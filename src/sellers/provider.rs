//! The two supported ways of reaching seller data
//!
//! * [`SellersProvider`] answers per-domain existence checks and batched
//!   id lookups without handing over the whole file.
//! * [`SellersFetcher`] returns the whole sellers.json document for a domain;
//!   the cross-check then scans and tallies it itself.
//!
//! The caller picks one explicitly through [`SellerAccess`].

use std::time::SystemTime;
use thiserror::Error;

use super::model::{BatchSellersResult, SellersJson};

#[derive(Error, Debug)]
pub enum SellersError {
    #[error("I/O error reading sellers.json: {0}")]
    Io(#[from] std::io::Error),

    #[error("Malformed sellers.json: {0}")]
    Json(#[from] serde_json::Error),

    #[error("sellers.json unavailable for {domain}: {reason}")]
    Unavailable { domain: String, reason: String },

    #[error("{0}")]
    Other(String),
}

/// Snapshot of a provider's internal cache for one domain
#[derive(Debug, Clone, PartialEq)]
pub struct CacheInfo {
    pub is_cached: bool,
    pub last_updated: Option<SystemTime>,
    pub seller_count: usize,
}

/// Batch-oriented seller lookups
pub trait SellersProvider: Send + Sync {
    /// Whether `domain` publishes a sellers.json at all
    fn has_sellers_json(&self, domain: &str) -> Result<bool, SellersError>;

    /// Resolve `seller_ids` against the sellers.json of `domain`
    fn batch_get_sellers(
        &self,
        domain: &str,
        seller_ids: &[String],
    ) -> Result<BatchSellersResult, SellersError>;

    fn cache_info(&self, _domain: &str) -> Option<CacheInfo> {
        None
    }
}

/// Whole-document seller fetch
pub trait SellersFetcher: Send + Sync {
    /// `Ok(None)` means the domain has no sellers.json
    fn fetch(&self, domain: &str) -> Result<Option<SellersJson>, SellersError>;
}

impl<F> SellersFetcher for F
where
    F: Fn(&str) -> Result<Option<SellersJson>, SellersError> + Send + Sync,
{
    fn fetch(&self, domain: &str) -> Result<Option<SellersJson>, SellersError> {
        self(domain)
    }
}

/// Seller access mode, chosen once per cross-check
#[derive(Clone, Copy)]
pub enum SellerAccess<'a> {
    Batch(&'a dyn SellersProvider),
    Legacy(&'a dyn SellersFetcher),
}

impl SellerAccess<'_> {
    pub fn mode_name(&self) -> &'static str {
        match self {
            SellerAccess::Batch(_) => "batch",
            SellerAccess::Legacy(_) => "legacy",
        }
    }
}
■ ■ ■
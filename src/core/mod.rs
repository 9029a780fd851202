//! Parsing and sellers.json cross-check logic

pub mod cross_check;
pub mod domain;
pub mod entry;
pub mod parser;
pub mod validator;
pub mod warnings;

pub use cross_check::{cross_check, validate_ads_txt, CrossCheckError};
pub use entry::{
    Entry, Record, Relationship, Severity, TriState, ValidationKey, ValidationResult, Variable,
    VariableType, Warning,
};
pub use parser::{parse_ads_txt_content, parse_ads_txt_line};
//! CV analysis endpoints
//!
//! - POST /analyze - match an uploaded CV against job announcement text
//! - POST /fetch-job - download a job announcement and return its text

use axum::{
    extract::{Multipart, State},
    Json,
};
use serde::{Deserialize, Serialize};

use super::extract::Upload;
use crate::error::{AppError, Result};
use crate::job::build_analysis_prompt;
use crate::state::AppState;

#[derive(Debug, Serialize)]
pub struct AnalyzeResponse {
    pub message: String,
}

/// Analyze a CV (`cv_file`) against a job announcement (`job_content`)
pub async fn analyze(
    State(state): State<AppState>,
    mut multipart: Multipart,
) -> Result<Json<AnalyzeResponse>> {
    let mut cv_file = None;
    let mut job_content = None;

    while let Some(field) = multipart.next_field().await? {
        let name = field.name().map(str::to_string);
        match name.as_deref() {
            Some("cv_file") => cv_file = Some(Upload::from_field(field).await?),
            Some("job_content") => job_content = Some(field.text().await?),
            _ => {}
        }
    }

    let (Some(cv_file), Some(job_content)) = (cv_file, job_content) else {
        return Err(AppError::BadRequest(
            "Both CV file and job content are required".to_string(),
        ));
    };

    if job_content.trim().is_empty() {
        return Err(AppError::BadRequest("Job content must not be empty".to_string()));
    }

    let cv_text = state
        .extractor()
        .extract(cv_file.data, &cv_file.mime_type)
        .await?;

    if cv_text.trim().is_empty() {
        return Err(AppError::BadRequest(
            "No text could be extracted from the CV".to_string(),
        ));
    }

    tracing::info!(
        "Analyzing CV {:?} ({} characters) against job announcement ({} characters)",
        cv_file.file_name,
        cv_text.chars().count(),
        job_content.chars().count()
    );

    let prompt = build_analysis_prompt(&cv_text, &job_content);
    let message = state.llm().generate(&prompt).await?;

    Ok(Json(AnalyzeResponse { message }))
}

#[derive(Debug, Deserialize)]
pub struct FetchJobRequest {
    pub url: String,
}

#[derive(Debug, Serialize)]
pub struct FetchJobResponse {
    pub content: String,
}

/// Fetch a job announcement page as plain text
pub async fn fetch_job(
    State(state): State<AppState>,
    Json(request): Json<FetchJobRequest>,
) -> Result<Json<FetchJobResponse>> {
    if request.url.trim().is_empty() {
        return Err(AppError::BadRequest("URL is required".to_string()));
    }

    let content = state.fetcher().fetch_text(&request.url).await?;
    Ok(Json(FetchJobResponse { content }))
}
■ ■ ■
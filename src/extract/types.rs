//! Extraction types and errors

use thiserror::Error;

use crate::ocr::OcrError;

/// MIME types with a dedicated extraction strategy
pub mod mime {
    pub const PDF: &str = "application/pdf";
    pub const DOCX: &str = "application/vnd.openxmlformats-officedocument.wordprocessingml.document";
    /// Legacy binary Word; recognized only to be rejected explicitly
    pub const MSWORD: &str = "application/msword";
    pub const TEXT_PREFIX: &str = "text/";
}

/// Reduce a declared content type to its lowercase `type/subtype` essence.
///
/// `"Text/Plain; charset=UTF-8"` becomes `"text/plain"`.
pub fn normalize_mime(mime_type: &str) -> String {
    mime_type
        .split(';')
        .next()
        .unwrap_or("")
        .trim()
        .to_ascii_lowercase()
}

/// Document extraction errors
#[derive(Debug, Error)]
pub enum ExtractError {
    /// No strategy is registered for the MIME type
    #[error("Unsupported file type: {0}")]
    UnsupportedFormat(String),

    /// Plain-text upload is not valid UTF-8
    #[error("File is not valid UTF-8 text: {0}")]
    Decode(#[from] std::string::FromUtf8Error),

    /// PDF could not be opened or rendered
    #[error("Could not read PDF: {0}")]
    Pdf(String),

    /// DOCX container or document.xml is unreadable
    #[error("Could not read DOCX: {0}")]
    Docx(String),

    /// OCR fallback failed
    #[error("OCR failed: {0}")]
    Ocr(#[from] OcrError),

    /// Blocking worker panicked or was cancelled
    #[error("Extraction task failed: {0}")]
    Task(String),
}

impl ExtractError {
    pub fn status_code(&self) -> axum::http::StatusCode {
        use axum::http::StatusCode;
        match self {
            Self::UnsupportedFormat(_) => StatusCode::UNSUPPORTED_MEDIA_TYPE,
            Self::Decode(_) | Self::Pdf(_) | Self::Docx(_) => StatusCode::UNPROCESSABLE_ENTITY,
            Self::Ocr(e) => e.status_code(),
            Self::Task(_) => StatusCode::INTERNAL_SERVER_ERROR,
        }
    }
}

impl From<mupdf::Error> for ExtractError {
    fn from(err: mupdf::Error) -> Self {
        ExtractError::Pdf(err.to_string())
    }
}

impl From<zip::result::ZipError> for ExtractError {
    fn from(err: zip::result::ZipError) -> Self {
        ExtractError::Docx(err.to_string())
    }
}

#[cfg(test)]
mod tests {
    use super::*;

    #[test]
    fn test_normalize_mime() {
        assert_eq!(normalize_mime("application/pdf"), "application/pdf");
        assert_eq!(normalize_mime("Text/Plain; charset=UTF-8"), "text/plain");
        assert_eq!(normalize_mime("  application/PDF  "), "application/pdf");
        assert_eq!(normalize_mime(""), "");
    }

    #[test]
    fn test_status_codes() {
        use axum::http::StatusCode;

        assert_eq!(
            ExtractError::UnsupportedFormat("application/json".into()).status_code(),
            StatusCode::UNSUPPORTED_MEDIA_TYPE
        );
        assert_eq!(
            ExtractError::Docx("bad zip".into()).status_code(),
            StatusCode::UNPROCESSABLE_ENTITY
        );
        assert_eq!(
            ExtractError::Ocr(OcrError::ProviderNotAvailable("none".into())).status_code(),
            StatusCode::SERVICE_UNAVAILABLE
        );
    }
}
■ ■ ■
Among the records above, repeat exactly the line with "filename src/sellers/provider.rs", the line with "against the sellers.json", and every line in between, and only those.

EXERCISE SOLUTION.
filename src/sellers/provider.rs
//! The two supported ways of reaching seller data
//!
//! * [`SellersProvider`] answers per-domain existence checks and batched
//!   id lookups without handing over the whole file.
//! * [`SellersFetcher`] returns the whole sellers.json document for a domain;
//!   the cross-check then scans and tallies it itself.
//!
//! The caller picks one explicitly through [`SellerAccess`].

use std::time::SystemTime;
use thiserror::Error;

use super::model::{BatchSellersResult, SellersJson};

#[derive(Error, Debug)]
pub enum SellersError {
    #[error("I/O error reading sellers.json: {0}")]
    Io(#[from] std::io::Error),

    #[error("Malformed sellers.json: {0}")]
    Json(#[from] serde_json::Error),

    #[error("sellers.json unavailable for {domain}: {reason}")]
    Unavailable { domain: String, reason: String },

    #[error("{0}")]
    Other(String),
}

/// Snapshot of a provider's internal cache for one domain
#[derive(Debug, Clone, PartialEq)]
pub struct CacheInfo {
    pub is_cached: bool,
    pub last_updated: Option<SystemTime>,
    pub seller_count: usize,
}

/// Batch-oriented seller lookups
pub trait SellersProvider: Send + Sync {
    /// Whether `domain` publishes a sellers.json at all
    fn has_sellers_json(&self, domain: &str) -> Result<bool, SellersError>;

    /// Resolve `seller_ids` against the sellers.json of `domain`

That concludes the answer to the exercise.